We regularly discussed poverty, race, homophobia, and gender. One of the most intense experiences I had during my time on the PRA Board was working with Jean and Jude Glaubman in writing the monograph, “Decades of Distortion: The Right’s 30-Year Assault on Welfare” in 1997. There again I saw Jean’s infallible eye for detail and the persistent yet respectful way in which she ensured that PRA would produce nothing but the highest quality and most scrupulously documented report. Even within the last few months of her life, she and I had wonderful exchanges. She was excited about my work on critically assessing international social and economic rights; I was excited about her work on neo-liberalism.

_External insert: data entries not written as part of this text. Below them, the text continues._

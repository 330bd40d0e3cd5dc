//! Scorable job objectives and their payment descriptors.
use rand::Rng;
use serde::{Deserialize, Serialize};
use std::collections::{BTreeMap, BTreeSet};

use crate::constants::{
    DEFAULT_OBJECTIVE_OBJECT_COUNT, DEFAULT_OBJECTIVE_OBJECTS_AMOUNT, DEFAULT_UNLOCK_LEVEL,
    FULL_CHANCE, WILDCARD,
};
use crate::numbers::level_from_i32;
use crate::range::UniInt;

/// Chance-gated amount paid out when an objective is performed.
#[derive(Debug, Clone, Copy, PartialEq, Serialize, Deserialize)]
pub struct ObjectiveReward {
    /// Percent chance (0-100) that the reward is granted at all.
    #[serde(default = "ObjectiveReward::default_chance")]
    pub chance: f64,
    #[serde(default)]
    pub min: f64,
    #[serde(default)]
    pub max: f64,
}

impl ObjectiveReward {
    /// Sentinel for "pays nothing".
    pub const EMPTY: Self = Self {
        chance: 0.0,
        min: 0.0,
        max: 0.0,
    };

    const fn default_chance() -> f64 {
        FULL_CHANCE
    }

    #[must_use]
    pub const fn new(chance: f64, min: f64, max: f64) -> Self {
        Self { chance, min, max }
    }

    /// Always-granted reward in `min..=max`.
    #[must_use]
    pub const fn guaranteed(min: f64, max: f64) -> Self {
        Self::new(FULL_CHANCE, min, max)
    }

    #[must_use]
    pub fn is_empty(&self) -> bool {
        self.chance <= 0.0 || (self.min <= 0.0 && self.max <= 0.0)
    }

    /// Roll the chance and then the amount; `None` when nothing is granted.
    pub fn roll(&self, rng: &mut impl Rng) -> Option<f64> {
        if self.is_empty() {
            return None;
        }
        if self.chance < FULL_CHANCE && rng.r#gen::<f64>() * FULL_CHANCE >= self.chance {
            return None;
        }
        let (low, high) = if self.min <= self.max {
            (self.min, self.max)
        } else {
            (self.max, self.min)
        };
        let amount = if (high - low).abs() < f64::EPSILON {
            low
        } else {
            rng.gen_range(low..=high)
        };
        Some(amount)
    }
}

impl Default for ObjectiveReward {
    fn default() -> Self {
        Self::EMPTY
    }
}

/// A single scorable action within a job.
#[derive(Debug, Clone, PartialEq, Serialize, Deserialize)]
pub struct JobObjective {
    id: String,
    work_id: String,
    display_name: String,
    objects: BTreeSet<String>,
    payment: BTreeMap<String, ObjectiveReward>,
    xp_reward: ObjectiveReward,
    unlock_level: u32,
    special_order_allowed: bool,
    special_order_objects_amount: UniInt,
    special_order_object_count: UniInt,
}

impl JobObjective {
    /// Create an objective with default rewards and special-order ranges.
    ///
    /// Ids, currency keys and object names are stored lowercase.
    pub fn new<I, S>(id: &str, work_id: &str, objects: I) -> Self
    where
        I: IntoIterator<Item = S>,
        S: AsRef<str>,
    {
        let (amount_min, amount_max) = DEFAULT_OBJECTIVE_OBJECTS_AMOUNT;
        let (count_min, count_max) = DEFAULT_OBJECTIVE_OBJECT_COUNT;
        Self {
            id: id.trim().to_lowercase(),
            work_id: work_id.trim().to_string(),
            display_name: id.trim().to_string(),
            objects: objects
                .into_iter()
                .map(|object| object.as_ref().trim().to_lowercase())
                .filter(|object| !object.is_empty())
                .collect(),
            payment: BTreeMap::new(),
            xp_reward: ObjectiveReward::EMPTY,
            unlock_level: level_from_i32(DEFAULT_UNLOCK_LEVEL),
            special_order_allowed: true,
            special_order_objects_amount: UniInt::of(amount_min, amount_max),
            special_order_object_count: UniInt::of(count_min, count_max),
        }
    }

    #[must_use]
    pub fn with_display_name(mut self, name: &str) -> Self {
        self.display_name = name.to_string();
        self
    }

    #[must_use]
    pub fn with_payment(mut self, currency: &str, reward: ObjectiveReward) -> Self {
        self.payment.insert(currency.trim().to_lowercase(), reward);
        self
    }

    #[must_use]
    pub fn with_xp_reward(mut self, reward: ObjectiveReward) -> Self {
        self.xp_reward = reward;
        self
    }

    #[must_use]
    pub fn with_unlock_level(mut self, level: u32) -> Self {
        self.unlock_level = level;
        self
    }

    /// Special-order eligibility, per-order object amount and per-object
    /// required count.
    #[must_use]
    pub fn with_special_order(
        mut self,
        allowed: bool,
        objects_amount: UniInt,
        object_count: UniInt,
    ) -> Self {
        self.special_order_allowed = allowed;
        self.special_order_objects_amount = objects_amount;
        self.special_order_object_count = object_count;
        self
    }

    #[must_use]
    pub fn id(&self) -> &str {
        &self.id
    }

    #[must_use]
    pub fn work_id(&self) -> &str {
        &self.work_id
    }

    #[must_use]
    pub fn display_name(&self) -> &str {
        &self.display_name
    }

    #[must_use]
    pub const fn objects(&self) -> &BTreeSet<String> {
        &self.objects
    }

    #[must_use]
    pub const fn payment_map(&self) -> &BTreeMap<String, ObjectiveReward> {
        &self.payment
    }

    #[must_use]
    pub const fn xp_reward(&self) -> &ObjectiveReward {
        &self.xp_reward
    }

    #[must_use]
    pub const fn unlock_level(&self) -> u32 {
        self.unlock_level
    }

    #[must_use]
    pub const fn is_special_order_allowed(&self) -> bool {
        self.special_order_allowed
    }

    #[must_use]
    pub const fn special_order_objects_amount(&self) -> UniInt {
        self.special_order_objects_amount
    }

    #[must_use]
    pub const fn special_order_object_count(&self) -> UniInt {
        self.special_order_object_count
    }

    #[must_use]
    pub const fn is_unlocked(&self, level: u32) -> bool {
        level >= self.unlock_level
    }

    /// Unlock check that a permission collaborator may waive.
    #[must_use]
    pub const fn is_unlocked_with_bypass(&self, level: u32, bypass: bool) -> bool {
        bypass || self.is_unlocked(level)
    }

    #[must_use]
    pub fn has_object(&self, name: &str) -> bool {
        self.objects.contains(WILDCARD) || self.objects.contains(&name.to_lowercase())
    }

    #[must_use]
    pub fn is_work(&self, work_id: &str) -> bool {
        self.work_id.eq_ignore_ascii_case(work_id)
    }

    /// Whether an action of `work_id` on `object` scores for this objective.
    #[must_use]
    pub fn is_objective(&self, work_id: &str, object: &str) -> bool {
        self.is_work(work_id) && self.has_object(object)
    }

    /// Reward for `currency`, or [`ObjectiveReward::EMPTY`] when none is set.
    #[must_use]
    pub fn payment_info(&self, currency: &str) -> &ObjectiveReward {
        self.payment
            .get(&currency.to_lowercase())
            .unwrap_or(&ObjectiveReward::EMPTY)
    }

    #[must_use]
    pub fn can_pay(&self) -> bool {
        self.payment.values().any(|reward| !reward.is_empty())
    }
}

Jean was prescient in recognizing the power that the various movements of the right would wield and in establishing Political Research Associates. She was our plumb line. When she retired officially from PRA, the Board asked me to put together a Memory Book in her honor. Many of her longtime friends and people whose lives she touched contributed to that Book. One of the recurring themes of the comments that people sent in was that Jean taught us not to underestimate the clout, finances and the organizing machinery of the Right. She has left us to carry on that legacy.

– Lucy Williams


Jean Hardisty

Our Favorite Reads

Jean published dozens of articles, reports, op-eds, and a groundbreaking book.  Here are a few of our favorites.  You can find her complete bibliography at jeanhardisty.com.

“Wrong About the Right”

Recently, a friend of mine presented a question to the “Left.” He asked, “are we a subcultural movement or a countercultural movement?” That question sums up, for me, the major bottom-up challenge we are facing in this time among progressives. Jean’s piece asks that same timely question in a different but no less pointed way.

– Scot Nakagawa, PRA board member

“My On-Again Off-Again Romance with Liberalism”

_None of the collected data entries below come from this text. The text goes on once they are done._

//! Published job set. Readers hold `Arc<Job>` snapshots; reloads swap in
//! fully built replacements.
use std::collections::BTreeMap;
use std::sync::{Arc, PoisonError, RwLock};

use crate::job::Job;

#[derive(Debug, Default)]
pub struct JobRegistry {
    jobs: RwLock<BTreeMap<String, Arc<Job>>>,
}

impl JobRegistry {
    #[must_use]
    pub fn new() -> Self {
        Self::default()
    }

    #[must_use]
    pub fn get(&self, id: &str) -> Option<Arc<Job>> {
        let jobs = self.jobs.read().unwrap_or_else(PoisonError::into_inner);
        jobs.get(&id.to_lowercase()).cloned()
    }

    #[must_use]
    pub fn ids(&self) -> Vec<String> {
        let jobs = self.jobs.read().unwrap_or_else(PoisonError::into_inner);
        jobs.keys().cloned().collect()
    }

    #[must_use]
    pub fn jobs(&self) -> Vec<Arc<Job>> {
        let jobs = self.jobs.read().unwrap_or_else(PoisonError::into_inner);
        jobs.values().cloned().collect()
    }

    #[must_use]
    pub fn len(&self) -> usize {
        self.jobs.read().unwrap_or_else(PoisonError::into_inner).len()
    }

    #[must_use]
    pub fn is_empty(&self) -> bool {
        self.len() == 0
    }

    /// Publish one job. It shares employee counters with the job it replaces.
    pub fn publish(&self, job: Job) -> Arc<Job> {
        let mut jobs = self.jobs.write().unwrap_or_else(PoisonError::into_inner);
        Self::insert_locked(&mut jobs, job)
    }

    /// Replace the whole set; jobs missing from `replacements` are removed.
    pub fn replace_all(&self, replacements: Vec<Job>) {
        let mut jobs = self.jobs.write().unwrap_or_else(PoisonError::into_inner);
        let previous = std::mem::take(&mut *jobs);
        for job in replacements {
            let job = match previous.get(job.id()) {
                Some(old) => job.sharing_employees_with(old),
                None => job,
            };
            jobs.insert(job.id().to_string(), Arc::new(job));
        }
    }

    pub fn remove(&self, id: &str) -> Option<Arc<Job>> {
        let mut jobs = self.jobs.write().unwrap_or_else(PoisonError::into_inner);
        jobs.remove(&id.to_lowercase())
    }

    fn insert_locked(jobs: &mut BTreeMap<String, Arc<Job>>, job: Job) -> Arc<Job> {
        let job = match jobs.get(job.id()) {
            Some(previous) => job.sharing_employees_with(previous),
            None => job,
        };
        let job = Arc::new(job);
        jobs.insert(job.id().to_string(), Arc::clone(&job));
        job
    }
}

[This piece] correctly reminds me, and all of us on the Left, that we can’t do this alone.”

– Nikhil Aziz, Former PRA Research Director

The Last Chapter in Mobilizing Resentment Titled “What Now? Strategic Thinking About the Progressive Movement and The Right”

Jean’s insights around inclusion, identity politics, racial justice broadening our thinking and more are still relevant and at play today.  I return to that chapter periodically for quoting as well as affirmation for movement building “tendencies.”

– Katherine Acey, PRA board member

“From the New Right to Neoliberalism, the Threat to Democracy Has Grown”

I love that Jean’s last article for PRA was aimed at bringing in a new generation of activists and researchers—giving us a current understanding of the Right. Forever a teacher and mentor to us all.